**Given data:**

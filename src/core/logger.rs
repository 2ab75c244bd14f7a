//! Main logger implementation

use super::{
    config::{Config, Environment},
    context::Context,
    error::Result,
    field::Field,
    handler::Handler,
    level_var::LevelVar,
    log_level::{default_level, Level},
    record::{Caller, Record},
    timestamp::TimestampFormat,
};
use crate::handlers::{ConsoleHandler, JsonHandler, NopHandler};
use std::fmt;
use std::panic::Location;
use std::sync::Arc;

/// Called after a fatal record has been handed to the handler.
///
/// The default terminates the process with status 1. Tests substitute a
/// hook that only records the call.
pub type ExitHook = Arc<dyn Fn() + Send + Sync>;

/// The hook used when none is configured: `std::process::exit(1)`.
pub fn default_exit_hook() -> ExitHook {
    Arc::new(|| std::process::exit(1))
}

/// Leveled, structured logger.
///
/// A `Logger` owns a [`Handler`] and a shared [`LevelVar`]. Children built
/// with [`named`](Logger::named) and [`with`](Logger::with) derive their
/// handler from the parent and share its level cell, so `set_level` on any
/// of them applies to the whole family. All methods are safe for concurrent
/// use; clones are cheap.
#[derive(Clone)]
pub struct Logger {
    handler: Arc<dyn Handler>,
    level: LevelVar,
    caller_info: bool,
    exit_hook: ExitHook,
}

impl Logger {
    /// Build a logger from the preset of the current default level.
    ///
    /// Debug (or lower) selects the development preset, anything else the
    /// production preset.
    pub fn new() -> Result<Self> {
        let environment = if default_level() <= Level::Debug {
            Environment::Development
        } else {
            Environment::Production
        };
        Self::with_config(Config::for_env(environment)?)
    }

    /// Build a logger from an explicit configuration.
    ///
    /// # Example
    ///
    /// ```
    /// use logkit::prelude::*;
    ///
    /// let logger = Logger::with_config(Config::new().level(Level::Warn)).unwrap();
    /// assert!(!logger.enabled(Level::Info));
    /// assert!(logger.enabled(Level::Error));
    /// ```
    pub fn with_config(config: Config) -> Result<Self> {
        let level = LevelVar::new(config.level.unwrap_or_else(default_level));

        let handler: Arc<dyn Handler> = match config.handler {
            Some(handler) => handler,
            None => {
                let output = config.output.unwrap_or_default();
                if config.json_output {
                    let format =
                        TimestampFormat::from_config(&config.time_format, TimestampFormat::Rfc3339)?;
                    Arc::new(JsonHandler::new(output, level.clone()).with_timestamp_format(format))
                } else {
                    let format =
                        TimestampFormat::from_config(&config.time_format, TimestampFormat::default())?;
                    Arc::new(ConsoleHandler::new(output, level.clone()).with_timestamp_format(format))
                }
            }
        };

        Ok(Self {
            handler,
            level,
            caller_info: config.caller_info,
            exit_hook: config.exit_hook.unwrap_or_else(default_exit_hook),
        })
    }

    /// Wrap an existing handler.
    ///
    /// `level` should be the cell the handler gates on, so that
    /// [`set_level`](Logger::set_level) has an effect.
    pub fn from_handler(handler: Arc<dyn Handler>, level: LevelVar) -> Self {
        Self {
            handler,
            level,
            caller_info: false,
            exit_hook: default_exit_hook(),
        }
    }

    /// A logger that never writes anything.
    pub fn nop() -> Self {
        Self::from_handler(Arc::new(NopHandler), LevelVar::new(Level::Error))
    }

    #[must_use]
    pub fn with_caller_info(mut self, enabled: bool) -> Self {
        self.caller_info = enabled;
        self
    }

    #[must_use]
    pub fn with_exit_hook(mut self, hook: ExitHook) -> Self {
        self.exit_hook = hook;
        self
    }

    /// Child logger whose fields are qualified by the group `name`.
    pub fn named(&self, name: &str) -> Self {
        Self {
            handler: self.handler.with_group(name),
            ..self.clone()
        }
    }

    /// Child logger that adds `fields` to every record.
    ///
    /// Fields added to the child don't affect the parent, and vice versa.
    pub fn with(&self, fields: &[Field]) -> Self {
        Self {
            handler: self.handler.with_attrs(fields),
            ..self.clone()
        }
    }

    pub fn handler(&self) -> &Arc<dyn Handler> {
        &self.handler
    }

    /// Whether a record at `level` would be handled.
    pub fn enabled(&self, level: Level) -> bool {
        self.handler.enabled(&Context::background(), level)
    }

    pub fn enabled_context(&self, ctx: &Context, level: Level) -> bool {
        self.handler.enabled(ctx, level)
    }

    /// The minimum enabled level.
    pub fn level(&self) -> Level {
        self.level.get()
    }

    /// Change the level for this logger and every logger sharing its cell.
    pub fn set_level(&self, level: Level) {
        self.level.set(level);
    }

    pub fn level_var(&self) -> &LevelVar {
        &self.level
    }

    #[track_caller]
    pub fn log(&self, level: Level, message: impl Into<String>, fields: &[Field]) {
        self.log_context(&Context::background(), level, message, fields);
    }

    /// Emit one record, provided the handler accepts `level`.
    ///
    /// When disabled this returns before the message is converted or any
    /// field is copied.
    #[track_caller]
    pub fn log_context(
        &self,
        ctx: &Context,
        level: Level,
        message: impl Into<String>,
        fields: &[Field],
    ) {
        if !self.handler.enabled(ctx, level) {
            return;
        }
        let caller = self.caller();
        self.dispatch(
            ctx,
            Record::new(level, message)
                .with_fields(fields.to_vec())
                .with_caller(caller),
        );
    }

    /// Like [`log`](Logger::log), but fields are only built when enabled.
    #[track_caller]
    pub fn log_with<F>(&self, level: Level, message: impl Into<String>, fields: F)
    where
        F: FnOnce() -> Vec<Field>,
    {
        let ctx = Context::background();
        if !self.handler.enabled(&ctx, level) {
            return;
        }
        let caller = self.caller();
        self.dispatch(
            &ctx,
            Record::new(level, message)
                .with_fields(fields())
                .with_caller(caller),
        );
    }

    /// Emit a record built elsewhere, keeping its own caller location.
    pub fn log_record(&self, ctx: &Context, mut record: Record) {
        if !self.handler.enabled(ctx, record.level) {
            return;
        }
        if !self.caller_info {
            record.caller = None;
        }
        self.dispatch(ctx, record);
    }

    #[track_caller]
    fn caller(&self) -> Option<Caller> {
        self.caller_info.then(|| Caller::from(Location::caller()))
    }

    fn dispatch(&self, ctx: &Context, record: Record) {
        if let Err(e) = self.handler.handle(ctx, &record) {
            eprintln!("[LOGGER ERROR] Handler failed: {}", e);
        }
    }

    /// Run the exit hook.
    pub(crate) fn terminate(&self) {
        (self.exit_hook)();
    }

    #[inline]
    #[track_caller]
    pub fn trace(&self, message: impl Into<String>, fields: &[Field]) {
        self.log(Level::Trace, message, fields);
    }

    #[inline]
    #[track_caller]
    pub fn debug(&self, message: impl Into<String>, fields: &[Field]) {
        self.log(Level::Debug, message, fields);
    }

    #[inline]
    #[track_caller]
    pub fn info(&self, message: impl Into<String>, fields: &[Field]) {
        self.log(Level::Info, message, fields);
    }

    #[inline]
    #[track_caller]
    pub fn warn(&self, message: impl Into<String>, fields: &[Field]) {
        self.log(Level::Warn, message, fields);
    }

    #[inline]
    #[track_caller]
    pub fn error(&self, message: impl Into<String>, fields: &[Field]) {
        self.log(Level::Error, message, fields);
    }

    /// Log at Fatal, then run the exit hook.
    ///
    /// The hook runs even if Fatal records are disabled.
    #[track_caller]
    pub fn fatal(&self, message: impl Into<String>, fields: &[Field]) {
        self.log(Level::Fatal, message, fields);
        self.terminate();
    }

    #[inline]
    #[track_caller]
    pub fn trace_context(&self, ctx: &Context, message: impl Into<String>, fields: &[Field]) {
        self.log_context(ctx, Level::Trace, message, fields);
    }

    #[inline]
    #[track_caller]
    pub fn debug_context(&self, ctx: &Context, message: impl Into<String>, fields: &[Field]) {
        self.log_context(ctx, Level::Debug, message, fields);
    }

    #[inline]
    #[track_caller]
    pub fn info_context(&self, ctx: &Context, message: impl Into<String>, fields: &[Field]) {
        self.log_context(ctx, Level::Info, message, fields);
    }

    #[inline]
    #[track_caller]
    pub fn warn_context(&self, ctx: &Context, message: impl Into<String>, fields: &[Field]) {
        self.log_context(ctx, Level::Warn, message, fields);
    }

    #[inline]
    #[track_caller]
    pub fn error_context(&self, ctx: &Context, message: impl Into<String>, fields: &[Field]) {
        self.log_context(ctx, Level::Error, message, fields);
    }

    #[track_caller]
    pub fn fatal_context(&self, ctx: &Context, message: impl Into<String>, fields: &[Field]) {
        self.log_context(ctx, Level::Fatal, message, fields);
        self.terminate();
    }
}

impl fmt::Debug for Logger {
    fn fmt(&self, f: &mut fmt::Formatter<'_>) -> fmt::Result {
        f.debug_struct("Logger")
            .field("level", &self.level)
            .field("caller_info", &self.caller_info)
            .finish_non_exhaustive()
    }
}
//! Log level definitions and the process-wide default level

use serde::{Deserialize, Serialize};
use std::fmt;
use std::str::FromStr;
use std::sync::atomic::{AtomicU8, Ordering};

/// Severity of a record, ordered from least to most severe.
#[derive(Debug, Clone, Copy, PartialEq, Eq, PartialOrd, Ord, Hash, Default, Serialize, Deserialize)]
#[serde(rename_all = "UPPERCASE")]
pub enum Level {
    Trace = 0,
    Debug = 1,
    #[default]
    Info = 2,
    Warn = 3,
    Error = 4,
    Fatal = 5,
}

impl Level {
    pub const ALL: [Level; 6] = [
        Level::Trace,
        Level::Debug,
        Level::Info,
        Level::Warn,
        Level::Error,
        Level::Fatal,
    ];

    pub fn to_str(&self) -> &'static str {
        match self {
            Level::Trace => "TRACE",
            Level::Debug => "DEBUG",
            Level::Info => "INFO",
            Level::Warn => "WARN",
            Level::Error => "ERROR",
            Level::Fatal => "FATAL",
        }
    }

    /// Convert a raw discriminant back into a level.
    ///
    /// Values above `Fatal` saturate to `Fatal`.
    pub const fn from_u8(value: u8) -> Self {
        match value {
            0 => Level::Trace,
            1 => Level::Debug,
            2 => Level::Info,
            3 => Level::Warn,
            4 => Level::Error,
            _ => Level::Fatal,
        }
    }

    #[cfg(feature = "console")]
    pub fn color_code(&self) -> colored::Color {
        use colored::Color::*;
        match self {
            Level::Trace => BrightBlack,
            Level::Debug => Blue,
            Level::Info => Green,
            Level::Warn => Yellow,
            Level::Error => Red,
            Level::Fatal => BrightRed,
        }
    }
}

impl fmt::Display for Level {
    fn fmt(&self, f: &mut fmt::Formatter<'_>) -> fmt::Result {
        f.pad(self.to_str())
    }
}

impl FromStr for Level {
    type Err = String;

    fn from_str(s: &str) -> Result<Self, Self::Err> {
        match s.to_uppercase().as_str() {
            "TRACE" => Ok(Level::Trace),
            "DEBUG" => Ok(Level::Debug),
            "INFO" => Ok(Level::Info),
            "WARN" | "WARNING" => Ok(Level::Warn),
            "ERROR" => Ok(Level::Error),
            "FATAL" => Ok(Level::Fatal),
            _ => Err(format!("Invalid log level: '{}'", s)),
        }
    }
}

static DEFAULT_LEVEL: AtomicU8 = AtomicU8::new(Level::Info as u8);

/// Returns the level used by loggers that are built without an explicit one.
pub fn default_level() -> Level {
    Level::from_u8(DEFAULT_LEVEL.load(Ordering::Acquire))
}

/// Sets the default level for all loggers created from now on.
///
/// Loggers that already exist keep their own level cell and are not affected.
pub fn set_default_level(level: Level) {
    DEFAULT_LEVEL.store(level as u8, Ordering::Release);
}

#[cfg(test)]
mod tests {
    use super::*;

    #[test]
    fn test_level_ordering() {
        assert!(Level::Trace < Level::Debug);
        assert!(Level::Debug < Level::Info);
        assert!(Level::Info < Level::Warn);
        assert!(Level::Warn < Level::Error);
        assert!(Level::Error < Level::Fatal);
    }

    #[test]
    fn test_from_u8_roundtrip() {
        for level in Level::ALL {
            assert_eq!(Level::from_u8(level as u8), level);
        }
        assert_eq!(Level::from_u8(200), Level::Fatal);
    }

    #[test]
    fn test_parse() {
        assert_eq!("warning".parse::<Level>(), Ok(Level::Warn));
        assert_eq!("Error".parse::<Level>(), Ok(Level::Error));
        assert!("verbose".parse::<Level>().is_err());
    }

    #[test]
    fn test_serde_names() {
        assert_eq!(serde_json::to_string(&Level::Warn).unwrap(), "\"WARN\"");
        let level: Level = serde_json::from_str("\"DEBUG\"").unwrap();
        assert_eq!(level, Level::Debug);
    }

    #[test]
    fn test_display_padding() {
        assert_eq!(format!("{:<8}|", Level::Info), "INFO    |");
        assert_eq!(Level::Fatal.to_string(), "FATAL");
    }
}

**Required action:**
Please transcribe only the lines in the records above running from the line that has "process-wide default level" through the line that has "to most severe.", both included, exactly as they appear.

**Worked solution:**
//! Log level definitions and the process-wide default level

use serde::{Deserialize, Serialize};
use std::fmt;
use std::str::FromStr;
use std::sync::atomic::{AtomicU8, Ordering};

/// Severity of a record, ordered from least to most severe.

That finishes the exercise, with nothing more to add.